O Estado de São Paulo – Caderno 2
1 de agosto de 2016

por Vanessa Barbara

Há um mês, publiquei um apanhado com os melhores comentários hostis dirigidos a esta cronista. Embora uma porção de leitores tenha escrito para oferecer um ombro amigo, houve aqueles que se sentiram subitamente inspirados e renovaram seus votos de repúdio, abastecendo a autora de material para mais uma crônica. (Suspeito inclusive que algumas das observações mais maldosas sejam só uma forma de colaborar.)

Muitos são criativos e possuem um estilo erudito de ofender. Um dos melhores, que acabou ficando fora do texto anterior, é um comentário a uma crônica sobre gripe: “Cara colunista, pior do que uma gripe é o tédio que emana de suas colunas”.

Outro falou em “borrachinhas”, um termo misterioso cujo significado desconheço, e redigiu um texto pós-moderno com vírgulas ousadas em locais revolucionários: “Então você é uma daquelas, de média qualificação que, submete-se a escrever ‘borrachinhas’ para o New York Times. Não é mesmo?? Filha. Aproveite o seu tempo e, contribua qualitativamente, com o seu trabalhinho. ok?”

Alguns se referiram a mim como “jornalista”, entre aspas. Outros pediram a minha demissão “para o bem do Brasil”. E há sempre alguém que chuta o balde, como aquele que cravou, a respeito de um texto sobre rolezinhos: “Vamos ver o dia que algum parente dessa ilustre jornalista for vítima desses vagabundos que infestam nossa cidade”.

O fluxo de impropérios só tem se multiplicado.

Por isso fui procurar como artistas e pensadores consagrados reagiam às críticas da turma. Aprendi que o filósofo David Hume jamais respondia a ninguém, e o mesmo fazia o escritor Truman Capote, que considerava a réplica uma forma de rebaixar-se. “É preciso endurecer-se contra as opiniões”, aconselha o autor de A Sangue Frio. Em seu diário, Susan Sontag concordou com a premissa: “Ler críticas bloqueia os dutos por onde se tem novas ideias: colesterol cultural”.

Aldous Huxley não só se abstinha de responder como não lia nada a seu respeito.
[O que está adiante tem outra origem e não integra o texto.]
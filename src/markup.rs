//! # Stage: Inline Markup
//!
//! ## Responsibility
//! Turn the raw text of a chat message into a small, safe HTML fragment.
//! Supported markup is deliberately tiny: `**strong**`/`__strong__`,
//! `*em*`/`_em_`, `` `code` `` and `[label](url)` links.
//!
//! ## Guarantees
//! - Angle brackets from the input never survive unescaped; the only tags in
//!   the output are the ones introduced by the four substitution classes.
//! - Spans are matched non-greedily and never cross a line break.
//! - A link whose URL cannot be resolved is left as literal text.
//! - Non-panicking: resolution failures are logged, never returned.
//!
//! ## NOT Responsible For
//! - Idempotence. Rendering already-rendered output is undefined; callers
//!   render each raw message exactly once.
//! - Block-level markdown (lists, headings, quotes).

use once_cell::sync::Lazy;
use regex::{Captures, Regex};
use tracing::debug;
use url::Url;

static STRONG: Lazy<Regex> =
    Lazy::new(|| Regex::new(r"\*\*(.+?)\*\*|__(.+?)__").expect("strong pattern is valid"));
static EMPHASIS: Lazy<Regex> =
    Lazy::new(|| Regex::new(r"\*(.+?)\*|_(.+?)_").expect("emphasis pattern is valid"));
static CODE: Lazy<Regex> = Lazy::new(|| Regex::new(r"`(.+?)`").expect("code pattern is valid"));
static LINK: Lazy<Regex> =
    Lazy::new(|| Regex::new(r"\[([^\]]+)\]\(([^)]+)\)").expect("link pattern is valid"));

/// Renders chat message text against an optional page location.
///
/// Relative link targets are joined onto `base`. Without a base only absolute
/// URLs resolve; everything else is left as literal text.
#[derive(Debug, Clone, Default)]
pub struct MarkupRenderer {
    base: Option<Url>,
}

impl MarkupRenderer {
    pub fn new(base: Option<Url>) -> Self {
        MarkupRenderer { base }
    }

    /// The location relative links are resolved against.
    pub fn base(&self) -> Option<&Url> {
        self.base.as_ref()
    }

    /// Render `text` into an HTML fragment.
    ///
    /// The five steps run in a fixed order, each exactly once over the whole
    /// string. Escaping comes first so no later step can smuggle in markup;
    /// strong runs before emphasis so `**` is not eaten as two `*` spans.
    pub fn render(&self, text: &str) -> String {
        let text = escape_angle_brackets(text);
        let text = STRONG.replace_all(&text, |caps: &Captures| {
            format!("<strong>{}</strong>", first_group(caps))
        });
        let text = EMPHASIS.replace_all(&text, |caps: &Captures| {
            format!("<em>{}</em>", first_group(caps))
        });
        let text = CODE.replace_all(&text, "<code>$1</code>");
        let text = LINK.replace_all(&text, |caps: &Captures| self.link(caps));
        text.into_owned()
    }

    fn link(&self, caps: &Captures) -> String {
        let whole = &caps[0];
        let label = &caps[1];
        let target = &caps[2];

        match self.resolve(target) {
            Ok(url) => format!(
                r#"<a href="{}" target="_blank">{}</a>"#,
                url.as_str().replace('"', "&quot;"),
                label
            ),
            Err(e) => {
                debug!(url = target, error = %e, "could not resolve link in message, leaving it as text");
                whole.to_string()
            }
        }
    }

    fn resolve(&self, target: &str) -> Result<Url, url::ParseError> {
        match &self.base {
            Some(base) => base.join(target),
            None => Url::parse(target),
        }
    }
}

/// Render `text` without a page location (absolute links only).
pub fn render(text: &str) -> String {
    MarkupRenderer::default().render(text)
}

/// Replace `<` and `>` with their entity forms. Nothing else is touched.
pub fn escape_angle_brackets(text: &str) -> String {
    text.replace('<', "&lt;").replace('>', "&gt;")
}

/// Escape text for use inside an element or a double-quoted attribute.
pub fn escape_html(text: &str) -> String {
    let mut out = String::with_capacity(text.len());
    for c in text.chars() {
        match c {
            '&' => out.push_str("&amp;"),
            '<' => out.push_str("&lt;"),
            '>' => out.push_str("&gt;"),
            '"' => out.push_str("&quot;"),
            '\'' => out.push_str("&#39;"),
            _ => out.push(c),
        }
    }
    out
}

fn first_group<'t>(caps: &Captures<'t>) -> &'t str {
    caps.get(1)
        .or_else(|| caps.get(2))
        .map(|m| m.as_str())
        .unwrap_or_default()
}

// ---------------------------------------------------------------------------
// Tests
// ---------------------------------------------------------------------------
//! Unread badges on inactive room tabs.
//!
//! The counter shown on a tab is the source of truth for increments: the
//! leading digits of the displayed text (none counts as zero) are bumped
//! and written back. A tab that is currently active never counts. Every increment
//! arms a one-shot clear that fires on the next interaction with the tab.

use tracing::debug;

use crate::model::Room;
use crate::surface::TabBadge;

/// Add `delta` unread messages to `room`'s badge.
///
/// Returns `false` without touching anything when the tab is active or
/// `delta` is zero.
pub fn increment<B: TabBadge + ?Sized>(room: &mut Room, tab: &mut B, delta: u32) -> bool {
    if tab.is_active() || delta == 0 {
        return false;
    }

    let count = displayed_count(room.id(), &tab.badge_text()).saturating_add(delta);
    tab.set_badge_text(&count.to_string());
    tab.set_badge_visible(true);
    room.set_unread_count(count);
    room.set_clear_armed(true);
    true
}

/// Handle an interaction with `room`'s tab. Fires the armed clear once:
/// hides the badge and zeroes the counter. No-op when nothing is armed.
pub fn on_interaction<B: TabBadge + ?Sized>(room: &mut Room, tab: &mut B) -> bool {
    if !room.is_clear_armed() {
        return false;
    }
    room.set_clear_armed(false);
    clear(room, tab);
    true
}

/// Hide the badge and reset the counter unconditionally.
pub fn clear<B: TabBadge + ?Sized>(room: &mut Room, tab: &mut B) {
    tab.set_badge_visible(false);
    tab.set_badge_text("");
    room.set_unread_count(0);
}

/// Leading decimal digits of the badge text; anything after them is ignored.
fn displayed_count(room: &str, text: &str) -> u32 {
    let text = text.trim();
    let digits_end = text
        .char_indices()
        .find(|(_, c)| !c.is_ascii_digit())
        .map_or(text.len(), |(i, _)| i);
    let digits = &text[..digits_end];
    if digits.is_empty() {
        if !text.is_empty() {
            debug!(room, badge = text, "unreadable badge counter, starting from zero");
        }
        return 0;
    }
    digits.parse::<u32>().unwrap_or_else(|e| {
        debug!(room, badge = text, error = %e, "badge counter out of range, saturating");
        u32::MAX
    })
}

// ---------------------------------------------------------------------------
// Tests
// ---------------------------------------------------------------------------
Já Toni Morrison faz questão de acompanhar tudo.

Após admitir que se sentia péssimo ao ler apreciações negativas, Kurt Vonnegut disse que achava absurdas as pessoas que destilam ódio contra um romance. “É como alguém que veste uma armadura completa para atacar um sundae.”

Thomas Mann observou que nossa receptividade a elogios não tem nenhuma relação com nossa vulnerabilidade ao abuso rancoroso; não importa quão idiota seja esse abuso ou o quão motivado seja por rancores pessoais, ele nos atinge mais que os elogios. “Isso é muito tolo, já que os inimigos são companheiros inevitáveis de qualquer vida robusta, a própria prova de sua força.”

O cineasta Jean Cocteau foi além: disse que é preciso ouvir cuidadosamente às primeiras ressalvas ao nosso trabalho e notar qual foi o elemento que os críticos não aprovaram. “Pode ser a única coisa na sua obra que é original e que vale a pena.”